Neural Networks for Text-to-Speech Evaluation
Summary: arXiv:2604.08562v1 Announce Type: cross
Ensuring that Text-to-Speech (TTS) systems deliver human-perceived quality at scale is a central challenge for modern speech technologies. Human subjective evaluation protocols such as Mean Opinion Score (MOS) and Side-by-Side (SBS) comparisons remain the de facto gold standards, yet they are expensive, slow, and sensitive to pervasive assessor biases. This study addresses these barriers by formulating, and implementing a suite of novel neural models designed to approximate expert judgments in both relative (SBS) and absolute (MOS) settings.
Introduction
The evaluation of TTS systems is crucial in determining their effectiveness and usability in real-world applications. Traditional methods, while reliable, come with significant limitations that necessitate the exploration of automated alternatives. This research aims to overcome these challenges by leveraging advanced neural network architectures.
Methodology
For relative assessment, we propose a model called NeuralSBS, which is backed by HuBERT technology. This model demonstrates a remarkable accuracy of 73.7% on the SOMOS dataset. For absolute assessment, we introduce enhancements to MOSNet, employing custom sequence-length batching to optimize performance. Additionally, we present WhisperBert, a multimodal stacking ensemble that integrates Whisper audio features with BERT textual embeddings using weak learners.
Results
Our best models for Mean Opinion Score evaluation achieve a Root Mean Square Error (RMSE) of approximately 0.40. This performance notably surpasses the human inter-rater RMSE baseline of 0.62, indicating a significant advancement in TTS evaluation methodologies.
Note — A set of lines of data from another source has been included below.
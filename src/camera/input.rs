//! Platform-agnostic pointer input for the orbit camera.

/// Pointer state sampled once per frame by the host.
///
/// Positions and scroll are absolute; the camera differences them against
/// the previous sample.
#[derive(Debug, Clone, Copy, Default, PartialEq)]
pub struct InputSnapshot {
    /// Cursor x in pixels.
    pub mouse_x: f32,
    /// Cursor y in pixels, growing downwards.
    pub mouse_y: f32,
    /// Accumulated scroll (positive = towards the focus).
    pub scroll_y: f32,
    /// Whether the primary (left) button is held.
    pub primary_button: bool,
    /// Whether the pan modifier (shift) is held.
    pub pan_modifier: bool,
}

/// Platform-agnostic input events.
#[derive(Debug, Clone, Copy, PartialEq)]
pub enum InputEvent {
    /// Cursor moved to absolute screen position.
    CursorMoved {
        /// Horizontal position in pixels.
        x: f32,
        /// Vertical position in pixels.
        y: f32,
    },
    /// Primary button pressed or released.
    PrimaryButton {
        /// `true` for press, `false` for release.
        pressed: bool,
    },
    /// Scroll wheel movement (positive = zoom in).
    Scroll {
        /// Scroll amount since the previous event.
        delta: f32,
    },
    /// Modifier key state changed.
    ModifiersChanged {
        /// Whether the shift key is held.
        shift: bool,
    },
}

/// Folds [`InputEvent`]s into the running [`InputSnapshot`].
///
/// For hosts that receive discrete window events rather than polling the
/// pointer each frame.
#[derive(Debug, Clone, Default)]
pub struct InputState {
    snapshot: InputSnapshot,
}

impl InputState {
    /// Idle pointer at the origin.
    #[must_use]
    pub fn new() -> Self {
        Self::default()
    }

    /// Apply one event.
    pub fn handle_event(&mut self, event: InputEvent) {
        match event {
            InputEvent::CursorMoved { x, y } => {
                self.snapshot.mouse_x = x;
                self.snapshot.mouse_y = y;
            }
            InputEvent::PrimaryButton { pressed } => {
                self.snapshot.primary_button = pressed;
            }
            InputEvent::Scroll { delta } => self.snapshot.scroll_y += delta,
            InputEvent::ModifiersChanged { shift } => {
                self.snapshot.pan_modifier = shift;
            }
        }
    }

    /// Current pointer state.
    #[must_use]
    pub fn snapshot(&self) -> InputSnapshot {
        self.snapshot
    }
}

#[cfg(test)]
mod tests {
    use super::*;

    #[test]
    fn events_accumulate_into_snapshot() {
        let mut input = InputState::new();
        input.handle_event(InputEvent::CursorMoved { x: 12.0, y: 7.0 });
        input.handle_event(InputEvent::PrimaryButton { pressed: true });
        input.handle_event(InputEvent::Scroll { delta: 1.5 });
        input.handle_event(InputEvent::Scroll { delta: -0.5 });
        input.handle_event(InputEvent::ModifiersChanged { shift: true });

        assert_eq!(
            input.snapshot(),
            InputSnapshot {
                mouse_x: 12.0,
                mouse_y: 7.0,
                scroll_y: 1.0,
                primary_button: true,
                pan_modifier: true,
            }
        );

        input.handle_event(InputEvent::PrimaryButton { pressed: false });
        assert!(!input.snapshot().primary_button);
    }
}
Furthermore, our ablation studies reveal critical insights into model performance variations.
Ablation Studies
In our studies, we discovered that naively fusing text via cross-attention mechanisms can lead to performance degradation. This finding highlights the superiority of ensemble-based stacking approaches over direct latent fusion techniques. These insights are pivotal for future developments in TTS evaluation frameworks.
Negative Results
Our research also included experiments with SpeechLM-based architectures and zero-shot LLM evaluators, such as Qwen2-Audio and Gemini 2.5 flash preview. The negative results from these evaluations reinforce the necessity of dedicated metric learning frameworks tailored specifically for TTS assessment.
Conclusion
This study presents a significant step forward in the automated evaluation of TTS systems. By harnessing the power of neural networks, we can approximate human judgment with greater accuracy, thereby streamlining the evaluation process while maintaining quality standards. The implications of this research are vast, promising enhancements in the development and deployment of TTS technologies across various applications.
Future Work
Looking ahead, further exploration into advanced architectures and evaluation frameworks is essential. Continued refinement of ensemble methods and the integration of innovative features will contribute to more robust and reliable TTS systems.